Segundo os Comitês PCJ informaram na ocasião, em setembro de 2021 a vazão na sub-bacia do rio Piracicaba foi de 17,6 metros cúbicos por segundo, pouco acima dos 17,3 m3/s de setembro de 2014, quando foi registrada a seca mais intensa dos últimos tempos. A vazão nas bacias dos rios Jaguari e Jundiaí em setembro de 2021, de 2,3 e 3,2 metros cúbicos por segundo, respectivamente, foram ainda menores do que as vazões no mesmo mês em 2014: 3,7 m3/s no rio Jaguari e 4,7 m3/s no rio Jundiaí. Assim, as expectativas de gestores e pesquisadores são de possível agravamento das condições hídricas em 2022, com impactos ainda maiores na agricultura do que os verificados em 2021.
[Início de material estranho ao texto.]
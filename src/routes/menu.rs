use axum::{
    Json, Router,
    extract::{Path, State},
    routing::{get, post},
};
use uuid::Uuid;

use crate::{
    dto::menu::{CreateCategoryRequest, MenuByCategory, MenuItemRequest},
    error::{AppError, AppResult},
    models::{Category, MenuItem},
    response::{ApiResponse, Meta},
    state::AppState,
};

pub fn router() -> Router<AppState> {
    Router::new()
        .route("/categories", post(create_category))
        .route("/categories/{id}", get(get_menu_by_category))
        .route("/items", post(create_menu_item))
        .route("/items/{id}", get(get_menu_item).put(update_menu_item))
}

#[utoipa::path(
    post,
    path = "/api/menu/categories",
    request_body = CreateCategoryRequest,
    responses(
        (status = 200, description = "Category created", body = ApiResponse<Category>),
        (status = 400, description = "Invalid request"),
    ),
    tag = "Menu"
)]
pub async fn create_category(
    State(state): State<AppState>,
    Json(payload): Json<CreateCategoryRequest>,
) -> AppResult<Json<ApiResponse<Category>>> {
    if payload.name.trim().is_empty() {
        return Err(AppError::BadRequest("name must not be empty".into()));
    }
    let category = state
        .menu
        .create_category(payload.name, payload.sort_order)
        .await?;
    Ok(Json(ApiResponse::success("Category created", category, Some(Meta::empty()))))
}

#[utoipa::path(
    get,
    path = "/api/menu/categories/{id}",
    params(
        ("id" = Uuid, Path, description = "Category ID")
    ),
    responses(
        (status = 200, description = "Category with its items", body = ApiResponse<MenuByCategory>),
        (status = 404, description = "Not Found"),
    ),
    tag = "Menu"
)]
pub async fn get_menu_by_category(
    State(state): State<AppState>,
    Path(id): Path<Uuid>,
) -> AppResult<Json<ApiResponse<MenuByCategory>>> {
    let (category, items) = state.menu.get_menu_by_category(id).await?;
    Ok(Json(ApiResponse::success(
        "Menu",
        MenuByCategory { category, items },
        Some(Meta::empty()),
    )))
}

#[utoipa::path(
    post,
    path = "/api/menu/items",
    request_body = MenuItemRequest,
    responses(
        (status = 200, description = "Menu item created", body = ApiResponse<MenuItem>),
        (status = 400, description = "Invalid request"),
    ),
    tag = "Menu"
)]
pub async fn create_menu_item(
    State(state): State<AppState>,
    Json(payload): Json<MenuItemRequest>,
) -> AppResult<Json<ApiResponse<MenuItem>>> {
    let item = payload.into_menu_item(Uuid::nil())?;
    let item = state.menu.create_menu_item(item).await?;
    Ok(Json(ApiResponse::success("Menu item created", item, Some(Meta::empty()))))
}

#[utoipa::path(
    get,
    path = "/api/menu/items/{id}",
    params(
        ("id" = Uuid, Path, description = "Menu item ID")
    ),
    responses(
        (status = 200, description = "Menu item", body = ApiResponse<MenuItem>),
        (status = 404, description = "Not Found"),
    ),
    tag = "Menu"
)]
pub async fn get_menu_item(
    State(state): State<AppState>,
    Path(id): Path<Uuid>,
) -> AppResult<Json<ApiResponse<MenuItem>>> {
    let item = state.menu.get_menu_item(id).await?.ok_or(AppError::NotFound)?;
    Ok(Json(ApiResponse::success("Menu item", item, None)))
}

#[utoipa::path(
    put,
    path = "/api/menu/items/{id}",
    params(
        ("id" = Uuid, Path, description = "Menu item ID")
    ),
    request_body = MenuItemRequest,
    responses(
        (status = 200, description = "Menu item replaced", body = ApiResponse<MenuItem>),
        (status = 400, description = "Invalid request"),
        (status = 404, description = "Not Found"),
    ),
    tag = "Menu"
)]
pub async fn update_menu_item(
    State(state): State<AppState>,
    Path(id): Path<Uuid>,
    Json(payload): Json<MenuItemRequest>,
) -> AppResult<Json<ApiResponse<MenuItem>>> {
    let item = payload.into_menu_item(id)?;
    let item = state.menu.update_menu_item(item).await?;
    Ok(Json(ApiResponse::success("Updated", item, Some(Meta::empty()))))
}
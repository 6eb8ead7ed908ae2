use food_order_api::routes::health::health_check;

#[tokio::test]
async fn health_check_returns_ok() {
    let response = health_check().await;
    assert_eq!(response.0.message, "Health check");

    let data = response.0.data.expect("health data");
    assert_eq!(data.status, "ok");
}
Outra medida dos Comitês PCJ foi a reativação do Grupo de Trabalho Estiagem, que tinha sido interrompido após a crise provocada pela grande seca de 2014-2015. Por ocasião do lançamento do Movimento PCJ, o diretor-presidente da Agência PCJ, Sergio Razera, comentou a importância da reativação do GT-Estiagem, no cenário da crise hídrica de 2021: “A exemplo do que aconteceu em 2014, na crise anterior, os usuários de água iam ao rio e retiravam a sua quota, ou seja, aquilo que eles tinham de autorização. Se eu tenho outorga para 10m³/s eu retiro 10m³/s. Se eu tenho outorga para 50m³/s, que quero retirar 50m³/s. Seu eu tenho outorga para 100m³/s eu quero 100m³/s. E o que aconteceu foi que muita gente ficou sem água. Então, um dos papeis do GT Estiagem é justamente organizar isso e tentar fazer com que a crise, infelizmente com seus prejuízos, com as suas perdas, a gente precisa que isso seja igual, equânime. Este é um dos papeis do GT-Estiagem: trazer informações e ao mesmo tempo organizar os usuários no sentido de fazer com que cada um use parcimoniosamente a água que está lá disponível. É pouca, mas tem que ser bem distribuída a todos”.
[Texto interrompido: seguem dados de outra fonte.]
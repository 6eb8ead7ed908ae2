use std::{fmt, str::FromStr};

use chrono::{DateTime, Utc};
use sea_orm::entity::prelude::*;
use serde::{Deserialize, Serialize};
use utoipa::ToSchema;
use uuid::Uuid;

/// Order lifecycle status. Stored as its snake_case name.
#[derive(
    Debug,
    Clone,
    Copy,
    PartialEq,
    Eq,
    Hash,
    EnumIter,
    DeriveActiveEnum,
    Serialize,
    Deserialize,
    ToSchema,
)]
#[sea_orm(rs_type = "String", db_type = "Text")]
#[serde(rename_all = "snake_case")]
pub enum OrderStatus {
    #[sea_orm(string_value = "unspecified")]
    Unspecified,
    #[sea_orm(string_value = "draft")]
    Draft,
    #[sea_orm(string_value = "awaiting_payment")]
    AwaitingPayment,
    #[sea_orm(string_value = "paid")]
    Paid,
    #[sea_orm(string_value = "in_progress")]
    InProgress,
    #[sea_orm(string_value = "ready")]
    Ready,
    #[sea_orm(string_value = "completed")]
    Completed,
    #[sea_orm(string_value = "cancelled")]
    Cancelled,
    #[sea_orm(string_value = "failed")]
    Failed,
}

impl OrderStatus {
    pub fn as_str(&self) -> &'static str {
        match self {
            OrderStatus::Unspecified => "unspecified",
            OrderStatus::Draft => "draft",
            OrderStatus::AwaitingPayment => "awaiting_payment",
            OrderStatus::Paid => "paid",
            OrderStatus::InProgress => "in_progress",
            OrderStatus::Ready => "ready",
            OrderStatus::Completed => "completed",
            OrderStatus::Cancelled => "cancelled",
            OrderStatus::Failed => "failed",
        }
    }
}

impl fmt::Display for OrderStatus {
    fn fmt(&self, f: &mut fmt::Formatter<'_>) -> fmt::Result {
        f.write_str(self.as_str())
    }
}

impl FromStr for OrderStatus {
    type Err = String;

    fn from_str(s: &str) -> Result<Self, Self::Err> {
        match s.trim() {
            "unspecified" => Ok(OrderStatus::Unspecified),
            "draft" => Ok(OrderStatus::Draft),
            "awaiting_payment" => Ok(OrderStatus::AwaitingPayment),
            "paid" => Ok(OrderStatus::Paid),
            "in_progress" => Ok(OrderStatus::InProgress),
            "ready" => Ok(OrderStatus::Ready),
            "completed" => Ok(OrderStatus::Completed),
            "cancelled" => Ok(OrderStatus::Cancelled),
            "failed" => Ok(OrderStatus::Failed),
            other => Err(format!("unknown order status `{other}`")),
        }
    }
}

#[derive(Debug, Clone, PartialEq, Eq, Serialize, Deserialize, ToSchema)]
pub struct OrderItem {
    pub menu_item_id: Uuid,
    pub quantity: i32,
    /// Price snapshot in minor units, copied from the catalog at creation.
    pub unit_price: i64,
}

#[derive(Debug, Clone, PartialEq, Serialize, Deserialize, ToSchema)]
pub struct Order {
    pub id: Uuid,
    pub user_id: Uuid,
    pub restaurant_id: Uuid,
    pub status: OrderStatus,
    pub total_amount: i64,
    pub items: Vec<OrderItem>,
    pub pick_up: bool,
    pub created_at: DateTime<Utc>,
    pub updated_at: DateTime<Utc>,
}

/// An order that has been priced but not yet persisted.
#[derive(Debug, Clone)]
pub struct NewOrder {
    pub user_id: Uuid,
    pub restaurant_id: Uuid,
    pub status: OrderStatus,
    pub total_amount: i64,
    pub items: Vec<OrderItem>,
    pub pick_up: bool,
}

/// A requested line before its price is known.
#[derive(Debug, Clone, Copy, PartialEq, Eq)]
pub struct OrderLine {
    pub menu_item_id: Uuid,
    pub quantity: i32,
}

#[derive(Debug, Clone, PartialEq, Serialize, Deserialize, ToSchema)]
pub struct OrderAuditEntry {
    pub id: Uuid,
    pub order_id: Uuid,
    pub action: String,
    pub status: Option<OrderStatus>,
    pub reason: Option<String>,
    pub created_at: DateTime<Utc>,
}

#[derive(Debug, Clone, PartialEq, Serialize, Deserialize, ToSchema)]
pub struct Category {
    pub id: Uuid,
    pub name: String,
    pub sort_order: i32,
}

#[derive(Debug, Clone, PartialEq, Serialize, Deserialize, ToSchema)]
pub struct MenuItem {
    pub id: Uuid,
    pub category_id: Uuid,
    pub name: String,
    pub description: Option<String>,
    /// Catalog price in major currency units.
    pub price: f64,
    pub active: bool,
    pub image_url: Option<String>,
}

#[derive(Debug, Clone, PartialEq, Serialize, Deserialize, ToSchema)]
pub struct Customer {
    pub id: Uuid,
    pub phone: String,
    pub name: Option<String>,
    pub created_at: DateTime<Utc>,
}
IMPACTOS DE EVENTOS CLIMÁTICOS NA AGRICULTURA PAULISTA

“É muito triste, produtor trabalhando a vida toda e perdendo quase tudo em um dia”. O desabafo é de Ademar  Pereira, produtor de café e presidente do Sindicato Rural de Caconde, no interior de São Paulo, referindo-se às fortes geadas que caíram no município e em grande parte do território paulista em julho. “O município tem 13 mil hectares de cafezais e cerca de 2.000 hectares ficaram torrados, com a geada chegando a altitudes que onde antes não atingia”, completa Pereira, que diz ter perdido, ele mesmo, cerca de oito hectares com as geadas.
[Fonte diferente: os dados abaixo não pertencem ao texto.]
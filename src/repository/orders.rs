use std::collections::HashMap;

use chrono::Utc;
use sea_orm::{
    ActiveModelTrait, ColumnTrait, ConnectionTrait, EntityTrait, QueryFilter, QueryOrder,
    QuerySelect, Set, sea_query::Expr,
};
use uuid::Uuid;

use crate::{
    entity::{
        order_items::{
            ActiveModel as OrderItemActive, Column as OrderItemCol, Entity as OrderItems,
            Model as OrderItemModel,
        },
        orders::{
            ActiveModel as OrderActive, Column as OrderCol, Entity as Orders, Model as OrderModel,
        },
    },
    error::{AppError, AppResult},
    models::{NewOrder, Order, OrderItem, OrderStatus},
    transactor::{Session, Transactor},
};

/// Largest row count the store binds for `LIMIT` / `OFFSET` (a signed 64-bit value).
pub const MAX_OFFSET: u64 = i64::MAX as u64;

/// Row-level persistence for orders and their line items.
///
/// Every method resolves its connection through the [`Transactor`], so calls
/// made with a transactional [`Session`] join that transaction.
#[derive(Clone)]
pub struct OrderRepository {
    transactor: Transactor,
}

impl OrderRepository {
    pub fn new(transactor: Transactor) -> Self {
        Self { transactor }
    }

    /// Inserts the order row. Id and timestamps are assigned here; the
    /// returned aggregate has no items yet.
    pub async fn create(&self, session: &Session, order: &NewOrder) -> AppResult<Order> {
        let conn = self.transactor.conn(session)?;
        let now = Utc::now();

        let model = OrderActive {
            id: Set(Uuid::new_v4()),
            customer_id: Set(order.user_id),
            restaurant_id: Set(order.restaurant_id),
            status: Set(order.status),
            total_amount: Set(order.total_amount),
            pick_up: Set(order.pick_up),
            created_at: Set(now.into()),
            updated_at: Set(now.into()),
        }
        .insert(&conn)
        .await?;

        Ok(order_from_entity(model, Vec::new()))
    }

    /// Inserts one row per item, stopping at the first failure. Atomicity
    /// across rows comes from the enclosing transaction, not from this call.
    pub async fn create_items(
        &self,
        session: &Session,
        order_id: Uuid,
        items: &[OrderItem],
    ) -> AppResult<()> {
        let conn = self.transactor.conn(session)?;

        for (line_no, item) in items.iter().enumerate() {
            let line_no = i32::try_from(line_no)
                .map_err(|_| AppError::BadRequest("too many order items".into()))?;
            OrderItems::insert(OrderItemActive {
                order_id: Set(order_id),
                menu_item_id: Set(item.menu_item_id),
                line_no: Set(line_no),
                quantity: Set(item.quantity),
                unit_price: Set(item.unit_price),
            })
            .exec_without_returning(&conn)
            .await?;
        }

        Ok(())
    }

    /// Fetches an order with its items. `None` when absent.
    pub async fn get(&self, session: &Session, id: Uuid) -> AppResult<Option<Order>> {
        let conn = self.transactor.conn(session)?;

        let Some(model) = Orders::find_by_id(id).one(&conn).await? else {
            return Ok(None);
        };

        let items = OrderItems::find()
            .filter(OrderItemCol::OrderId.eq(id))
            .order_by_asc(OrderItemCol::LineNo)
            .all(&conn)
            .await?
            .into_iter()
            .map(order_item_from_entity)
            .collect();

        Ok(Some(order_from_entity(model, items)))
    }

    /// Overwrites status and modification time. Returns `false` when no
    /// order has this id.
    pub async fn update_status(
        &self,
        session: &Session,
        id: Uuid,
        status: OrderStatus,
    ) -> AppResult<bool> {
        let conn = self.transactor.conn(session)?;

        let result = Orders::update_many()
            .col_expr(OrderCol::Status, Expr::value(status))
            .col_expr(
                OrderCol::UpdatedAt,
                Expr::value(sea_orm::prelude::DateTimeWithTimeZone::from(Utc::now())),
            )
            .filter(OrderCol::Id.eq(id))
            .exec(&conn)
            .await?;

        Ok(result.rows_affected > 0)
    }

    pub async fn list_by_user(
        &self,
        session: &Session,
        user_id: Uuid,
        limit: u64,
        offset: u64,
    ) -> AppResult<Vec<Order>> {
        let conn = self.transactor.conn(session)?;

        let models = Orders::find()
            .filter(OrderCol::CustomerId.eq(user_id))
            .order_by_desc(OrderCol::CreatedAt)
            .order_by_desc(OrderCol::Id)
            .limit(limit.min(MAX_OFFSET))
            .offset(offset.min(MAX_OFFSET))
            .all(&conn)
            .await?;

        with_items(&conn, models).await
    }

    /// Orders whose status is any of `statuses`. An empty set matches
    /// nothing and never reaches the store.
    pub async fn list_by_status(
        &self,
        session: &Session,
        statuses: &[OrderStatus],
        limit: u64,
        offset: u64,
    ) -> AppResult<Vec<Order>> {
        if statuses.is_empty() {
            return Ok(Vec::new());
        }
        let conn = self.transactor.conn(session)?;

        let models = Orders::find()
            .filter(OrderCol::Status.is_in(statuses.iter().copied()))
            .order_by_desc(OrderCol::CreatedAt)
            .order_by_desc(OrderCol::Id)
            .limit(limit.min(MAX_OFFSET))
            .offset(offset.min(MAX_OFFSET))
            .all(&conn)
            .await?;

        with_items(&conn, models).await
    }
}

/// Loads the items of a page of orders in one query.
async fn with_items<C: ConnectionTrait>(
    conn: &C,
    models: Vec<OrderModel>,
) -> AppResult<Vec<Order>> {
    if models.is_empty() {
        return Ok(Vec::new());
    }

    let ids: Vec<Uuid> = models.iter().map(|m| m.id).collect();
    let mut items_by_order: HashMap<Uuid, Vec<OrderItem>> = HashMap::new();
    for item in OrderItems::find()
        .filter(OrderItemCol::OrderId.is_in(ids))
        .order_by_asc(OrderItemCol::OrderId)
        .order_by_asc(OrderItemCol::LineNo)
        .all(conn)
        .await?
    {
        items_by_order
            .entry(item.order_id)
            .or_default()
            .push(order_item_from_entity(item));
    }

    Ok(models
        .into_iter()
        .map(|model| {
            let items = items_by_order.remove(&model.id).unwrap_or_default();
            order_from_entity(model, items)
        })
        .collect())
}

fn order_from_entity(model: OrderModel, items: Vec<OrderItem>) -> Order {
    Order {
        id: model.id,
        user_id: model.customer_id,
        restaurant_id: model.restaurant_id,
        status: model.status,
        total_amount: model.total_amount,
        items,
        pick_up: model.pick_up,
        created_at: model.created_at.with_timezone(&Utc),
        updated_at: model.updated_at.with_timezone(&Utc),
    }
}

fn order_item_from_entity(model: OrderItemModel) -> OrderItem {
    OrderItem {
        menu_item_id: model.menu_item_id,
        quantity: model.quantity,
        unit_price: model.unit_price,
    }
}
Mas Ademar Pereira, que também é presidente da Câmara Setorial do Café do estado de São Paulo, logo nota que “outro grande problema na realidade tem sido a seca extrema, que prejudicou muito o ciclo normal de desenvolvimento dos cafeeiros”. Como resultado da estiagem prolongada, o produtor estima em aproximadamente 25% as perdas da safra 2020-2021, podendo ser ainda maior que isso para a próxima safra, se não não chover em volume apropriado nos próximos meses. “Situação muito complicada para o agricultor, que também viu o custo de produção crescer demais”, resume Pereira, citando o caso do preço da tonelada de adubo saltar em um ano de cerca de R$ 1.500,00 para R$ 4.000,00, aproximadamente.

Assim, Caconde é um claro exemplo dos efeitos climáticos extremos associados para a agricultura paulista e em grande parte do Centro-Sul nos últimos dois anos. De fato, muitas culturas em território paulista foram impactadas por eventos climáticos extremos em 2021. O Instituto de Economia Agrícola (IEA), da Secretaria de Agricultura e Abastecimento de São Paulo, identificou prejuízos nas culturas de cana-de-açúcar, milho e café, entre outras. Como observaram os pesquisadores do IEA, Celso Luís Rodrigues Vegro e Vagner Azarias Martins, o período compreendido entre o segundo semestre de 2020 até os nove primeiros meses de 2021 foi marcado por longa estiagem, “com déficit hídrico superior a 200 mm nos principais cinturões agrícolas paulistas”.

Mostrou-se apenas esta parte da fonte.